August 3, 2009, 4:01pm

PARIS, August 2, 2009 (AFP) - Take two neighboring countries, of equal population and prosperity, each with advanced health systems.

Swine flu is bound to affect them equally, wouldn't you say?

After all, we live in a globalised world. Borders are open or porous. People -- and therefore microbes -- are highly mobile.

Which means the H1N1 virus is bound to hit both countries at roughly the same time and spread at the same rate, surely.

Yet a remarkable disparity between Britain and France shows how false such thinking can be.

And understanding why this has happened could help save lives if H1N1 genetically reshuffles into something more lethal.

"Influenza in its distribution is always heterogeneous. It doesn't go evenly everywhere," says Angus Nicoll, head of the flu programme at the European Center for Disease Prevention and Control (ECDC) in Stockholm.

In the past two weeks, there have been nearly a quarter of a million cases of A(H1N1) in England alone. Twenty-seven have died in England since the outbreak began, and another four in Scotland.

In France, there have been 1,022 cases and a single death, announced on Thursday. And that is the official tally over three months, since the disease first emerged.

Experts say the data are reliable and even though different counting methods are used, the gulf in cases is clear. They conclude that Britain got whacked first -- and badly.

Why?

Marc Gentilini, a professor of infectious disease and former head of the French Red Cross, suggests British health surveillance may not have been as rigorous as its French counterpart in spotting and tackling early cases, especially in inner-city areas with mixed, mobile communities and big households.

"But this is just an idea. Frankly, it's impossible to know at this stage," says Gentilini.

But Alyson Warhurst, a professor at Warwick Business School in central England, says she is unsurprised by what has happened.

On June 12, a day after the World Health Organization (WHO) declared the pandemic, her risk-assessment company, Maplecroft, ranked 213 countries according to their vulnerability to viral spread.

It placed Britain squarely at the top -- unexpected given that the country has one of the best health services in the world. France, whose health system persistently ranks at or near the top, ranked 33rd in risk.

But Warhurst explains Britain was susceptible because it has a very dense population, a very high proportion of urban dwellers and a large number of people arriving from abroad.

"While the risk factors for France are high in terms of tourist arrivals, population density (there) is not so high as in the UK," she explained to AFP.

Canadian researchers have found strong evidence for the role of jet travel in propagating the virus.

Kamran Khan of St. Michael's Hospital, Toronto, analysed the flight itineraries of more than 2.3 million passengers who left Mexico, where the new flu erupted, in March and April.
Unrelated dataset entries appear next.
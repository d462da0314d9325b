//! Shared SSE streaming infrastructure for all provider adapters.
//!
//! Every adapter follows the same pattern: receive a `reqwest::Response`,
//! buffer chunks, split on `\n\n`, extract `data:` payloads, and feed each
//! payload to a provider-specific parser that returns
//! `Vec<Result<ChatEvent>>`.
//!
//! - [`drain_data_lines`] — pull complete `data:` payloads from an SSE buffer
//! - [`sse_event_stream`] — build a `BoxStream` from a response + parser closure

use nexus_domain::error::Result;
use nexus_domain::stream::{BoxStream, ChatEvent, StopReason, TokenUsage};

use crate::util::from_reqwest;

/// Extract complete `data:` payloads from an SSE buffer.
///
/// SSE events are delimited by `\n\n`. Each event block may contain
/// `event:`, `data:`, `id:`, or `retry:` lines; only `data:` matters here.
///
/// The buffer is drained in-place: consumed bytes are removed and any
/// trailing partial event remains for the next call.
pub(crate) fn drain_data_lines(buffer: &mut String) -> Vec<String> {
    let mut data_lines = Vec::new();

    while let Some(pos) = buffer.find("\n\n") {
        let block: String = buffer.drain(..pos).collect();
        buffer.drain(..2); // remove the \n\n delimiter

        for line in block.lines() {
            let line = line.trim();
            if let Some(data) = line.strip_prefix("data:") {
                let data = data.trim();
                if !data.is_empty() {
                    data_lines.push(data.to_string());
                }
            }
        }
    }

    data_lines
}

/// Build a [`BoxStream`] of [`ChatEvent`]s from an SSE `reqwest::Response`
/// and a provider-specific parser closure.
///
/// The closure is `FnMut` because adapters keep mutable state across calls
/// (tool-input assembly buffers, pending stop reasons).
///
/// The stream automatically:
/// 1. Buffers incoming chunks and drains complete SSE events
/// 2. Flushes the remaining buffer when the response body closes
/// 3. Emits a fallback `message_end` if the parser never produced one, so
///    consumers always observe exactly one terminal event
pub(crate) fn sse_event_stream<F>(
    provider: &'static str,
    response: reqwest::Response,
    mut parse_data: F,
) -> BoxStream<'static, Result<ChatEvent>>
where
    F: FnMut(&str) -> Vec<Result<ChatEvent>> + Send + 'static,
{
    let stream = async_stream::stream! {
        let mut response = response;
        let mut buffer = String::new();
        let mut terminal_emitted = false;

        loop {
            match response.chunk().await {
                Ok(Some(bytes)) => {
                    buffer.push_str(&String::from_utf8_lossy(&bytes));

                    for data in drain_data_lines(&mut buffer) {
                        for event in parse_data(&data) {
                            if matches!(
                                &event,
                                Ok(ChatEvent::MessageEnd { .. }) | Ok(ChatEvent::Error { .. })
                            ) {
                                terminal_emitted = true;
                            }
                            yield event;
                        }
                    }
                }
                Ok(None) => {
                    // Stream ended — flush any remaining partial event.
                    if !buffer.trim().is_empty() {
                        buffer.push_str("\n\n");
                        for data in drain_data_lines(&mut buffer) {
                            for event in parse_data(&data) {
                                if matches!(
                                    &event,
                                    Ok(ChatEvent::MessageEnd { .. }) | Ok(ChatEvent::Error { .. })
                                ) {
                                    terminal_emitted = true;
                                }
                                yield event;
                            }
                        }
                    }
                    break;
                }
                Err(e) => {
                    yield Err(from_reqwest(provider, e));
                    terminal_emitted = true;
                    break;
                }
            }
        }

        if !terminal_emitted {
            yield Ok(ChatEvent::MessageEnd {
                stop_reason: StopReason::EndTurn,
                usage: TokenUsage::default(),
            });
        }
    };

    Box::pin(stream)
}

/// Parse an accumulated tool-input fragment buffer into a JSON value.
///
/// Malformed or empty input defaults to an empty object (logged), never an
/// error — some models emit no arguments at all for zero-parameter tools.
pub(crate) fn parse_tool_input(tool_name: &str, fragments: &str) -> serde_json::Value {
    if fragments.trim().is_empty() {
        return serde_json::Value::Object(Default::default());
    }
    match serde_json::from_str(fragments) {
        Ok(v) => v,
        Err(e) => {
            tracing::warn!(
                tool = %tool_name,
                error = %e,
                "tool input is not valid JSON; defaulting to empty object"
            );
            serde_json::Value::Object(Default::default())
        }
    }
}

// ━━━━━━━━━━━━━━━━━━━━━━━━━━━━━━━━━━━━━━━━━━━━━━━━━━━━━━━━━━━━━━━━━━
// Tests
// ━━━━━━━━━━━━━━━━━━━━━━━━━━━━━━━━━━━━━━━━━━━━━━━━━━━━━━━━━━━━━━━━━━
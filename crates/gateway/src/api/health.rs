//! Health endpoint.

use axum::extract::State;
use axum::response::Response;

use crate::state::AppState;

use super::ok;

pub async fn health(State(state): State<AppState>) -> Response {
    ok(serde_json::json!({
        "status": "ok",
        "projects": state.projects.count().await,
        "tools": state.tools.len(),
        "mcpServers": state.mcp.server_count().await,
        "mcpTools": state.mcp.tool_count().await,
        "cachedProviders": state.providers.cached_count(),
        "activeSessionLocks": state.session_locks.len(),
    }))
}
Their destinations mirrored places where swine flu swiftly started up, notably cities in the United States, Canada, Spain, Argentina and Brazil.

France was the third biggest destination while Britain ranked 11th, figures that confirm Warhurst's belief that foreign arrivals are a factor in spreading flu but not the only one.

There are several other hypotheses to explain swine flu's faster spread in Britain, says Thomas House, an epidemiologist at the University of Warwick.

They include damper weather compared with France -- the virus is more vulnerable to dry conditions -- and even different school systems.

France's schoolchildren began their summer vacation at the end of June, while Britain's began theirs two weeks later, and during this period, its flu cases took off.

Yet within the puzzle is another puzzle: swine flu prevalence in Britain is not homogenous. It varies greatly among regions and even within cities.

That raises intriguing questions about "micro-networks" of transmission at work, in transport or socially.

All this offers priceless knowledge if pandemic flu -- right now, relatively mild -- becomes more virulent, said House.

For instance, closing an airport may be impossible, but screening incoming travellers may be useful. School closures, or extending school holidays, could in some cases also be helpful. Targeting districts or communities that seem more at risk would also be beneficial. Antiviral drugs, if stockpiled and used in time, can also brake the spread.

"There are some things we can do in public hygiene, in keeping people away from certain locuses where there is strong mixing, giving antivirals, all these things make a difference and are very sensible things to do," said House.

"It's certain that by doing those we will reduce human suffering compared to previous pandemics."